Indeed, analysts pointed out North Korea has been picking up the pace of its ballistic missile tests, conducting at least 10 tests already this year. And confirmation that the secretive communist state successfully launched its first ICBM on Tuesday only added to the urgency of U.S. efforts to reduce the threat with a reliable homeland missile defense system.

Park, the director of the Korea Working Group at the Harvard Kennedy School, estimated that North Korea already had as many as 20 nuclear warheads, noting that while the ICBM was likely still in the development stage, Pyongyang "certainly can develop an assembly line to crank out more of those."

According to NBC News, President Barack Obama warned then President-elect Donald Trump during their first meeting after the election that the North Koreans were working on a long-range missile that could reach the U.S. mainland.

Trump's first meeting at the White House with Obama took place Nov. 10, and on Jan. 2, 2017, he tweeted: "North Korea just stated that it is in the final stages of developing a nuclear weapon capable of reaching parts of the U.S. It won't happen."

Donald J. Trump: North Korea just stated that it is in the final stages of developing a nuclear weapon capable of reaching parts of the U.S. It won't happen.

He also started to pressure China with tweets, but backed off by April as he reached out to Chinese President Xi Jinping for help.

However, last month those efforts appeared to sour when Trump tweeted: "While I greatly appreciate the efforts of President Xi & China to help with North Korea, it has not worked out. At least I know China tried."

Donald J. Trump: North Korea is looking for trouble. If China decides to help, that would be great. If not, we will solve the problem without them! U.S.A.

Donald J. Trump: While I greatly appreciate the efforts of President Xi & China to help with North Korea, it has not worked out. At least I know China tried!

Donald J. Trump: Trade between China and North Korea grew almost 40% in the first quarter.
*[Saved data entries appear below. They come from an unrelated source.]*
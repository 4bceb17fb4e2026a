// scanplug Source Code File
//
// Copyright 2020 Nonpolynomial Labs LLC. All rights reserved.
//
// Licensed under the BSD 3-Clause license. See LICENSE file in the project root
// for full license information.

//! Method-channel encoding of the [`Scanner`] API.
//!
//! Consumers on the far side of a message channel (a UI isolate, a webview, another process) call
//! methods by name with JSON arguments and receive JSON results. Consumer events travel the other
//! way as calls to methods on the consumer.

use crate::api::{ConsumerEvent, ScanOptions, Scanner};
use crate::{Error, Result};
use futures::stream::StreamExt;
use log::debug;
use serde::{Deserialize, Serialize};
use serde_cr as serde;
use serde_json::{json, Value};

pub const METHOD_START_SCAN: &str = "action_start_scan";
pub const METHOD_STOP_SCAN: &str = "action_stop_scan";
pub const METHOD_REQUEST_PERMISSIONS: &str = "action_request_permissions";

pub const EVENT_NEW_DEVICE: &str = "action_new_device";
pub const EVENT_SCAN_STOPPED: &str = "action_scan_stopped";

/// An inbound call from the consumer.
#[derive(Debug, Clone, PartialEq, Serialize, Deserialize)]
#[serde(crate = "serde_cr")]
pub struct MethodCall {
    pub method: String,
    #[serde(default)]
    pub arguments: Value,
}

impl MethodCall {
    pub fn new(method: &str, arguments: Value) -> Self {
        MethodCall {
            method: method.to_owned(),
            arguments,
        }
    }
}

/// The answer to a [`MethodCall`].
#[derive(Debug, Clone, PartialEq, Serialize, Deserialize)]
#[serde(crate = "serde_cr", tag = "status", rename_all = "snake_case")]
pub enum MethodResult {
    Success {
        result: Value,
    },
    Error {
        code: String,
        message: String,
        details: Value,
    },
    NotImplemented,
}

impl From<Error> for MethodResult {
    fn from(error: Error) -> Self {
        MethodResult::Error {
            code: error.code().to_owned(),
            message: error.to_string(),
            details: Value::Null,
        }
    }
}

/// An outbound call to the consumer, carrying a [`ConsumerEvent`].
#[derive(Debug, Clone, PartialEq, Serialize)]
#[serde(crate = "serde_cr")]
pub struct OutboundCall {
    pub method: &'static str,
    pub arguments: Value,
}

impl From<&ConsumerEvent> for OutboundCall {
    fn from(event: &ConsumerEvent) -> Self {
        match event {
            ConsumerEvent::NewDevice(record) => OutboundCall {
                method: EVENT_NEW_DEVICE,
                arguments: json!(record),
            },
            ConsumerEvent::ScanStopped => OutboundCall {
                method: EVENT_SCAN_STOPPED,
                arguments: Value::Null,
            },
        }
    }
}

/// Start-scan takes a single boolean: whether to return bonded devices. A missing argument means
/// `false`.
fn scan_options(arguments: &Value) -> Result<ScanOptions> {
    match arguments {
        Value::Null => Ok(ScanOptions::default()),
        Value::Bool(include_bonded) => Ok(ScanOptions {
            include_bonded: *include_bonded,
        }),
        other => Err(Error::InvalidArguments(format!(
            "{} expects a boolean, got {}",
            METHOD_START_SCAN, other
        ))),
    }
}

fn encode(result: Result<Value>) -> MethodResult {
    match result {
        Ok(result) => MethodResult::Success { result },
        Err(error) => error.into(),
    }
}

/// Runs `call` against `scanner`.
pub async fn handle_method_call<S: Scanner>(scanner: &S, call: &MethodCall) -> MethodResult {
    match call.method.as_str() {
        METHOD_START_SCAN => match scan_options(&call.arguments) {
            Ok(options) => encode(scanner.start_scan(options).await.map(|bonded| json!(bonded))),
            Err(error) => error.into(),
        },
        METHOD_STOP_SCAN => encode(scanner.stop_scan().await.map(|()| Value::Null)),
        METHOD_REQUEST_PERMISSIONS => {
            encode(scanner.request_permissions().await.map(|()| Value::Null))
        }
        other => {
            debug!("Unknown method {}", other);
            MethodResult::NotImplemented
        }
    }
}

/// Pushes every consumer event from `scanner` into `sink` until the scanner shuts down.
pub async fn forward_events<S, F>(scanner: &S, mut sink: F) -> Result<()>
where
    S: Scanner,
    F: FnMut(OutboundCall),
{
    let mut events = scanner.events().await?;
    while let Some(event) = events.next().await {
        sink(OutboundCall::from(&event));
    }
    Ok(())
}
So much for China working with us - but we had to give it a try!

The NBC News report cited multiple sources as saying the height the missile reached — more than 1,700 miles — and its capability to reach even as far as Alaska was something that "took U.S. intelligence by surprise."

That was a concern for U.S. security.

"North Korea seems to be moving faster than we are," said Thomas Karako, a senior fellow with the International Security Program and director of the Missile Defense Project at the Center for Strategic and International Studies, a Washington-based think-tank.
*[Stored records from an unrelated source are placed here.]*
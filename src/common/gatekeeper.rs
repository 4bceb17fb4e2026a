// scanplug Source Code File
//
// Copyright 2020 Nonpolynomial Labs LLC. All rights reserved.
//
// Licensed under the BSD 3-Clause license. See LICENSE file in the project root
// for full license information.

//! Ordered precondition gates in front of every radio operation.
//!
//! The gates are checked in order (capabilities, radio power, location service) and remediation
//! stops at the first unmet one, since the host can only show one prompt at a time and each
//! prompt only makes sense once the previous gate holds. While a prompt is open the caller's
//! continuation is parked in the gatekeeper until the matching [`GateEvent`] arrives.

use crate::api::{required_capabilities, GateEvent, Platform};
use crate::Error;
use log::{debug, warn};

/// One precondition gate.
#[derive(Debug, Clone, Copy, PartialEq, Eq)]
pub enum Gate {
    Capabilities,
    Radio,
    Location,
}

/// Outcome of a gate evaluation for a continuation `T`.
#[must_use]
#[derive(Debug)]
pub enum Verdict<T> {
    /// Every gate holds. The continuation may run.
    Granted(T),
    /// A remediation prompt was declined.
    Refused(T, Error),
    /// A prompt is open and the continuation is parked.
    Pending,
}

#[derive(Debug)]
struct PendingGate<T> {
    gate: Gate,
    continuation: T,
}

/// Holds at most one parked continuation.
#[derive(Debug)]
pub struct Gatekeeper<T> {
    pending: Option<PendingGate<T>>,
}

impl<T> Default for Gatekeeper<T> {
    fn default() -> Self {
        Gatekeeper { pending: None }
    }
}

impl<T> Gatekeeper<T> {
    /// The gate whose prompt is currently open, if any.
    pub fn pending_gate(&self) -> Option<Gate> {
        self.pending.as_ref().map(|p| p.gate)
    }

    /// Evaluates the gates and either grants `continuation` right away or parks it behind the
    /// first unmet gate's prompt.
    ///
    /// Any continuation that is already waiting is discarded, whether or not the new one is
    /// granted on the spot. The discarded continuation is returned to nobody and never resolved.
    pub fn ensure<P: Platform>(&mut self, platform: &mut P, continuation: T) -> Verdict<T> {
        if let Some(preempted) = self.pending.take() {
            warn!(
                "Gated request waiting on {:?} preempted by a new request",
                preempted.gate
            );
        }

        let gate = match first_unmet_gate(platform) {
            None => return Verdict::Granted(continuation),
            Some(gate) => gate,
        };
        self.pending = Some(PendingGate { gate, continuation });

        debug!("Remediating {:?} gate", gate);
        match gate {
            Gate::Capabilities => {
                let required = required_capabilities(platform.version());
                debug!(
                    "Requesting {} on {}",
                    required.permission_names().join(", "),
                    platform.version()
                );
                platform.request_capabilities(required)
            }
            Gate::Radio => platform.request_radio_enable(),
            Gate::Location => platform.request_location_enable(),
        }
        Verdict::Pending
    }

    /// Feeds a prompt result into the gatekeeper. Returns `None` if nothing was waiting on this
    /// kind of prompt.
    ///
    /// A positive capability or radio result re-evaluates every gate from the start, so the
    /// continuation may end up parked again behind the next unmet gate.
    pub fn resolve<P: Platform>(
        &mut self,
        platform: &mut P,
        event: GateEvent,
    ) -> Option<Verdict<T>> {
        let gate = match event {
            GateEvent::CapabilityResult { .. } => Gate::Capabilities,
            GateEvent::RadioEnableResult(_) => Gate::Radio,
            GateEvent::LocationEnableResult(_) => Gate::Location,
        };
        match &self.pending {
            Some(pending) if pending.gate == gate => {}
            Some(pending) => {
                warn!(
                    "Ignoring {:?} result while waiting on {:?}",
                    gate, pending.gate
                );
                return None;
            }
            None => {
                debug!("Ignoring {:?} result, nothing is waiting", gate);
                return None;
            }
        }
        let continuation = self.pending.take()?.continuation;

        let verdict = match event {
            GateEvent::CapabilityResult { granted, denied } => {
                if !denied.is_empty() {
                    Verdict::Refused(continuation, Error::PermissionDenied(denied))
                } else if granted.is_empty() {
                    Verdict::Refused(continuation, Error::PermissionRequestCancelled)
                } else {
                    self.ensure(platform, continuation)
                }
            }
            GateEvent::RadioEnableResult(true) => self.ensure(platform, continuation),
            GateEvent::RadioEnableResult(false) => {
                Verdict::Refused(continuation, Error::RadioDisabled)
            }
            GateEvent::LocationEnableResult(true) => Verdict::Granted(continuation),
            GateEvent::LocationEnableResult(false) => {
                Verdict::Refused(continuation, Error::LocationDisabled)
            }
        };
        Some(verdict)
    }
}

fn first_unmet_gate<P: Platform>(platform: &P) -> Option<Gate> {
    let required = required_capabilities(platform.version());
    if !platform.granted_capabilities().contains(required) {
        Some(Gate::Capabilities)
    } else if !platform.is_radio_enabled() {
        Some(Gate::Radio)
    } else if !platform.is_location_enabled() {
        Some(Gate::Location)
    } else {
        None
    }
}
use fiber_common::Vec2;

/// Uniform hash grid over a set of fiber centers.
///
/// Built with a counting sort: per-cell counts, a prefix sum of cell starts
/// and a list of fiber indices ordered by cell. With a cell size at least as
/// large as the interaction range, every interacting pair lies in the 3x3
/// block around either member.
#[derive(Debug)]
pub struct CellGrid {
    origin: Vec2,
    inv_cell_size: f64,
    dim_y: usize,
    dim_z: usize,
    cell_starts: Vec<usize>,
    cell_counts: Vec<usize>,
    cell_fiber_indices: Vec<usize>,
}

// Caps the number of cells when positions are spread far apart.
const MAX_CELLS_PER_AXIS: usize = 4096;

impl CellGrid {
    /// Builds the grid over `positions` with cells of side at least `cell_size`.
    pub fn build(positions: &[Vec2], cell_size: f64) -> Self {
        let mut lo = Vec2::new(f64::INFINITY, f64::INFINITY);
        let mut hi = Vec2::new(f64::NEG_INFINITY, f64::NEG_INFINITY);
        for p in positions {
            lo.y = lo.y.min(p.y);
            lo.z = lo.z.min(p.z);
            hi.y = hi.y.max(p.y);
            hi.z = hi.z.max(p.z);
        }
        if positions.is_empty() || !lo.is_finite() || !hi.is_finite() {
            lo = Vec2::zero();
            hi = Vec2::zero();
        }

        let extent = (hi.y - lo.y).max(hi.z - lo.z);
        let mut cell_size = if cell_size > 1e-12 { cell_size } else { extent.max(1.0) };
        if extent / cell_size > MAX_CELLS_PER_AXIS as f64 {
            cell_size = extent / MAX_CELLS_PER_AXIS as f64;
        }
        let inv_cell_size = 1.0 / cell_size;
        let dim_y = (((hi.y - lo.y) * inv_cell_size).floor() as usize + 1).max(1);
        let dim_z = (((hi.z - lo.z) * inv_cell_size).floor() as usize + 1).max(1);
        let num_cells = dim_y * dim_z;

        let mut grid = CellGrid {
            origin: lo,
            inv_cell_size,
            dim_y,
            dim_z,
            cell_starts: vec![0; num_cells],
            cell_counts: vec![0; num_cells],
            cell_fiber_indices: vec![0; positions.len()],
        };

        // Phase 1: count fibers per cell.
        let cell_of: Vec<usize> = positions.iter().map(|&p| grid.cell_index(p)).collect();
        for &c in &cell_of {
            grid.cell_counts[c] += 1;
        }

        // Phase 2: prefix sum of cell starts.
        let mut total = 0;
        for (start, &count) in grid.cell_starts.iter_mut().zip(&grid.cell_counts) {
            *start = total;
            total += count;
        }

        // Phase 3: scatter fiber indices into their cell blocks.
        let mut write_offsets = vec![0usize; num_cells];
        for (fiber_idx, &c) in cell_of.iter().enumerate() {
            let slot = grid.cell_starts[c] + write_offsets[c];
            grid.cell_fiber_indices[slot] = fiber_idx;
            write_offsets[c] += 1;
        }
        grid
    }

    fn cell_coords(&self, pos: Vec2) -> (i64, i64) {
        (
            ((pos.y - self.origin.y) * self.inv_cell_size).floor() as i64,
            ((pos.z - self.origin.z) * self.inv_cell_size).floor() as i64,
        )
    }

    #[inline(always)]
    fn cell_index(&self, pos: Vec2) -> usize {
        let (gy, gz) = self.cell_coords(pos);
        let cy = gy.clamp(0, self.dim_y as i64 - 1) as usize;
        let cz = gz.clamp(0, self.dim_z as i64 - 1) as usize;
        cz * self.dim_y + cy
    }

    /// Calls `f` for every fiber index in the 3x3 cell block around `pos`,
    /// `exclude` aside. Stops early when `f` returns `false`.
    #[inline(always)]
    pub fn for_each_candidate<F>(&self, pos: Vec2, exclude: Option<usize>, mut f: F)
    where
        F: FnMut(usize) -> bool,
    {
        let (gy, gz) = self.cell_coords(pos);
        for dz in -1..=1 {
            for dy in -1..=1 {
                let cy = gy + dy;
                let cz = gz + dz;
                if cy < 0 || cz < 0 || cy >= self.dim_y as i64 || cz >= self.dim_z as i64 {
                    continue;
                }
                let c = cz as usize * self.dim_y + cy as usize;
                let start = self.cell_starts[c];
                let end = start + self.cell_counts[c];
                for &other in &self.cell_fiber_indices[start..end] {
                    if Some(other) == exclude {
                        continue;
                    }
                    if !f(other) {
                        return;
                    }
                }
            }
        }
    }
}

#[cfg(test)]
mod tests {
    use super::*;

    #[test]
    fn finds_close_neighbors_only() {
        let positions = vec![
            Vec2::new(0.0, 0.0),
            Vec2::new(0.5, 0.5),
            Vec2::new(10.0, 10.0),
            Vec2::new(-0.8, 0.2),
        ];
        let grid = CellGrid::build(&positions, 1.0);
        let mut found = Vec::new();
        grid.for_each_candidate(positions[0], Some(0), |j| {
            if positions[0].distance(positions[j]) < 1.0 {
                found.push(j);
            }
            true
        });
        found.sort_unstable();
        assert_eq!(found, vec![1, 3]);
    }

    #[test]
    fn every_fiber_is_indexed_once() {
        let positions: Vec<Vec2> = (0..50).map(|i| Vec2::new(i as f64 * 0.37, (i % 7) as f64)).collect();
        let grid = CellGrid::build(&positions, 2.0);
        let mut seen = grid.cell_fiber_indices.clone();
        seen.sort_unstable();
        assert_eq!(seen, (0..50).collect::<Vec<_>>());
    }
}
Added Karako, "What we really need to be doing is to have increased reliability, capability and capacity improvements relative to where we are today."

Sen. Dan Sullivan (R-Alaska), a member of the House Armed Services Committee, was leading a bipartisan effort to increase spending on missile defense, including space-based sensors. Some of the missile defense upgrades he pushed for are in the fiscal 2018 National Defense Authorization Act passed last week by the House Armed Services Committee.

The U.S. plans currently call for a total of 44 GMD interceptors to be available by the end of 2017 in California and Alaska, up from 36 today. Sullivan's plan, though, proposed to significantly expand the number ground-based interceptors to up to 100 nationally and would consider new locations too, including the East Coast and Midwest.

Some have been critical of the U.S. missile defense efforts, particularly spending and delays in getting a more reliable system.

The Missile Defense Agency has received more than $120 billion since 2002 on the GMD anti-missile system and there were plans to spend an additional $37 billion through 2021 to enhance its capabilities.

Vice Admiral James Syring, director of the Missile Defense Agency, testified last month to a House Armed Services subcommittee that the U.S. has "been on a journey over the last at least five to six years to improve the reliability of the entire [GMD] system."

He noted that the system was put in the field "very rapidly" in the early 2000s and changes were made along the way.

Even with the success of the May 30 ground-based interceptor test, however, Syring conceded more work is needed on the system.

"We are not there yet," he said. "I would not say we are comfortably ahead of the threat. I would say we are addressing the threat."